** GIVEN DATA follows **

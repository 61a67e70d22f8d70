//! Structural validation of Deepnote documents.
//!
//! Validation runs over an untyped `serde_json::Value` (the YAML document after
//! conversion) and collects every issue instead of stopping at the first one.
//! Each issue carries the path of the offending field so front ends can point
//! at it.
//!
//! Shape rules:
//! - unknown keys on project, notebook and block objects are ignored
//! - block metadata is checked against the shape selected by the block `type`
//! - metadata of unknown block types only has to be an object
//!
//! Consumer-level invariants (unique notebook ids, `initNotebookId` pointing at
//! an existing notebook) are checked separately by `model::validate`.

mod fields;

use std::fmt;

use serde::Serialize;
use serde_json::{Map, Value};
use tracing::trace;

pub use fields::{metadata_fields, Field, FieldType};

use crate::model::BlockKind;

/// One segment of an issue path.
#[derive(Debug, Clone, PartialEq, Eq, Serialize)]
#[serde(untagged)]
pub enum PathSegment {
    Key(String),
    Index(usize),
}

impl PathSegment {
    pub fn key(k: impl Into<String>) -> Self {
        Self::Key(k.into())
    }

    pub fn index(i: usize) -> Self {
        Self::Index(i)
    }
}

impl fmt::Display for PathSegment {
    fn fmt(&self, f: &mut fmt::Formatter<'_>) -> fmt::Result {
        match self {
            Self::Key(k) => f.write_str(k),
            Self::Index(i) => write!(f, "{i}"),
        }
    }
}

/// Join path segments with `.`.
pub fn render_path(path: &[PathSegment]) -> String {
    path.iter()
        .map(|s| s.to_string())
        .collect::<Vec<_>>()
        .join(".")
}

/// A single structural validation failure.
#[derive(Debug, Clone, PartialEq, Eq, Serialize)]
pub struct SchemaIssue {
    pub path: Vec<PathSegment>,
    pub message: String,
}

impl SchemaIssue {
    pub fn new(path: Vec<PathSegment>, message: impl Into<String>) -> Self {
        Self {
            path,
            message: message.into(),
        }
    }

    /// `(block index: i)` when the path goes through a block, otherwise
    /// `(notebook index: i)` when it goes through a notebook.
    pub fn location_hint(&self) -> Option<String> {
        if let Some(i) = self.index_after("blocks") {
            return Some(format!("(block index: {i})"));
        }
        self.index_after("notebooks")
            .map(|i| format!("(notebook index: {i})"))
    }

    fn index_after(&self, key: &str) -> Option<usize> {
        let pos = self
            .path
            .iter()
            .position(|s| matches!(s, PathSegment::Key(k) if k == key))?;
        match self.path.get(pos + 1) {
            Some(PathSegment::Index(i)) => Some(*i),
            _ => None,
        }
    }
}

/// Validate a whole document value. Returns all issues in document order.
pub fn validate_document(value: &Value) -> Vec<SchemaIssue> {
    let mut w = Walker::default();
    w.document(value);
    w.issues
}

/// Validate metadata of a single block against the shape of `kind`.
pub fn validate_block_metadata(kind: &BlockKind, metadata: &Value) -> Vec<SchemaIssue> {
    let mut w = Walker::default();
    w.metadata(kind, metadata);
    w.issues
}

/// Name of the JSON type, as used in issue messages.
pub(crate) fn type_name(v: &Value) -> &'static str {
    match v {
        Value::Null => "null",
        Value::Bool(_) => "boolean",
        Value::Number(_) => "number",
        Value::String(_) => "string",
        Value::Array(_) => "array",
        Value::Object(_) => "object",
    }
}

#[derive(Default)]
struct Walker {
    path: Vec<PathSegment>,
    issues: Vec<SchemaIssue>,
}

impl Walker {
    fn push_issue(&mut self, message: impl Into<String>) {
        self.issues.push(SchemaIssue::new(self.path.clone(), message));
    }

    fn with_key<F: FnOnce(&mut Self)>(&mut self, key: &str, f: F) {
        self.path.push(PathSegment::key(key));
        f(self);
        self.path.pop();
    }

    fn with_index<F: FnOnce(&mut Self)>(&mut self, idx: usize, f: F) {
        self.path.push(PathSegment::index(idx));
        f(self);
        self.path.pop();
    }

    fn object<'v>(&mut self, v: &'v Value) -> Option<&'v Map<String, Value>> {
        match v.as_object() {
            Some(o) => Some(o),
            None => {
                self.push_issue(format!("Expected object, received {}", type_name(v)));
                None
            }
        }
    }

    fn document(&mut self, v: &Value) {
        let Some(obj) = self.object(v) else {
            return;
        };

        self.required(obj, "metadata", |w, m| {
            if let Some(mo) = w.object(m) {
                w.fields(mo, fields::FILE_METADATA);
            }
        });
        self.required(obj, "project", |w, p| w.project(p));
        self.required(obj, "version", |w, v| w.check(v, &FieldType::String));
    }

    fn project(&mut self, v: &Value) {
        let Some(obj) = self.object(v) else {
            return;
        };

        self.fields(obj, fields::PROJECT);
        self.required(obj, "notebooks", |w, nbs| {
            let Some(arr) = w.array(nbs) else {
                return;
            };
            for (i, nb) in arr.iter().enumerate() {
                w.with_index(i, |w| w.notebook(nb));
            }
        });
        self.fields(obj, fields::PROJECT_SETTINGS);
    }

    fn notebook(&mut self, v: &Value) {
        let Some(obj) = self.object(v) else {
            return;
        };

        self.required(obj, "blocks", |w, blocks| {
            let Some(arr) = w.array(blocks) else {
                return;
            };
            for (i, b) in arr.iter().enumerate() {
                w.with_index(i, |w| w.block(b));
            }
        });
        self.fields(obj, fields::NOTEBOOK);
    }

    fn block(&mut self, v: &Value) {
        let Some(obj) = self.object(v) else {
            return;
        };

        self.fields(obj, fields::BLOCK);

        let kind = obj
            .get("type")
            .and_then(Value::as_str)
            .map(BlockKind::parse);

        if let Some(meta) = obj.get("metadata") {
            self.with_key("metadata", |w| match &kind {
                Some(kind) => w.metadata(kind, meta),
                None => {
                    w.object(meta);
                }
            });
        }
    }

    fn metadata(&mut self, kind: &BlockKind, v: &Value) {
        trace!(kind = kind.as_str(), "validating block metadata");
        let Some(obj) = self.object(v) else {
            return;
        };
        self.fields(obj, metadata_fields(kind));
    }

    fn array<'v>(&mut self, v: &'v Value) -> Option<&'v Vec<Value>> {
        match v.as_array() {
            Some(a) => Some(a),
            None => {
                self.push_issue(format!("Expected array, received {}", type_name(v)));
                None
            }
        }
    }

    fn required<F: FnOnce(&mut Self, &Value)>(&mut self, obj: &Map<String, Value>, key: &str, f: F) {
        self.with_key(key, |w| match obj.get(key) {
            Some(v) => f(w, v),
            None => w.push_issue("Required"),
        });
    }

    fn fields(&mut self, obj: &Map<String, Value>, table: &[Field]) {
        for field in table {
            self.with_key(field.name, |w| match obj.get(field.name) {
                Some(v) => w.check(v, &field.ty),
                None if field.required => w.push_issue("Required"),
                None => {}
            });
        }
    }

    fn check(&mut self, v: &Value, ty: &FieldType) {
        match ty {
            FieldType::Unknown => {}
            FieldType::String => self.expect(v, "string", v.is_string()),
            FieldType::Number => self.expect(v, "number", v.is_number()),
            FieldType::Bool => self.expect(v, "boolean", v.is_boolean()),
            FieldType::Enum(options) => self.enumeration(v, options),
            FieldType::Literal(lit) => {
                if v.as_str() != Some(*lit) {
                    self.push_issue(format!("Invalid literal value, expected \"{lit}\""));
                }
            }
            FieldType::Array(inner) => {
                if let Some(arr) = self.array(v) {
                    for (i, item) in arr.iter().enumerate() {
                        self.with_index(i, |w| w.check(item, inner));
                    }
                }
            }
            FieldType::Object(table) => {
                if let Some(obj) = self.object(v) {
                    self.fields(obj, table);
                }
            }
            FieldType::Record => {
                self.object(v);
            }
            FieldType::StringOrStrings => {
                let ok = match v {
                    Value::String(_) => true,
                    Value::Array(items) => items.iter().all(Value::is_string),
                    _ => false,
                };
                if !ok {
                    self.push_issue("Invalid input");
                }
            }
            FieldType::StringOrPair => match v {
                Value::String(_) => {}
                Value::Array(items) if items.iter().all(Value::is_string) => {
                    if items.len() != 2 {
                        self.push_issue("Array must contain exactly 2 element(s)");
                    }
                }
                _ => self.push_issue("Invalid input"),
            },
            FieldType::OneOf(alternatives) => {
                let matched = alternatives.iter().any(|alt| {
                    let mut trial = Walker::default();
                    trial.check(v, alt);
                    trial.issues.is_empty()
                });
                if !matched {
                    self.push_issue("Invalid input");
                }
            }
        }
    }

    fn expect(&mut self, v: &Value, expected: &str, ok: bool) {
        if !ok {
            self.push_issue(format!("Expected {expected}, received {}", type_name(v)));
        }
    }

    fn enumeration(&mut self, v: &Value, options: &[&str]) {
        let expected = options
            .iter()
            .map(|o| format!("'{o}'"))
            .collect::<Vec<_>>()
            .join(" | ");
        match v.as_str() {
            Some(s) if options.contains(&s) => {}
            Some(s) => self.push_issue(format!(
                "Invalid enum value. Expected {expected}, received '{s}'"
            )),
            None => self.push_issue(format!("Expected {expected}, received {}", type_name(v))),
        }
    }
}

** End of GIVEN DATA **

From the data above, output only the lines between the line containing "fn metadata(&mut self, kind: &BlockKind, v: &Value)" and the line containing "fn check(&mut self, v: &Value, ty: &FieldType)", inclusive, exactly as written.

** THE COMPLETED TASK **
    fn metadata(&mut self, kind: &BlockKind, v: &Value) {
        trace!(kind = kind.as_str(), "validating block metadata");
        let Some(obj) = self.object(v) else {
            return;
        };
        self.fields(obj, metadata_fields(kind));
    }

    fn array<'v>(&mut self, v: &'v Value) -> Option<&'v Vec<Value>> {
        match v.as_array() {
            Some(a) => Some(a),
            None => {
                self.push_issue(format!("Expected array, received {}", type_name(v)));
                None
            }
        }
    }

    fn required<F: FnOnce(&mut Self, &Value)>(&mut self, obj: &Map<String, Value>, key: &str, f: F) {
        self.with_key(key, |w| match obj.get(key) {
            Some(v) => f(w, v),
            None => w.push_issue("Required"),
        });
    }

    fn fields(&mut self, obj: &Map<String, Value>, table: &[Field]) {
        for field in table {
            self.with_key(field.name, |w| match obj.get(field.name) {
                Some(v) => w.check(v, &field.ty),
                None if field.required => w.push_issue("Required"),
                None => {}
            });
        }
    }

    fn check(&mut self, v: &Value, ty: &FieldType) {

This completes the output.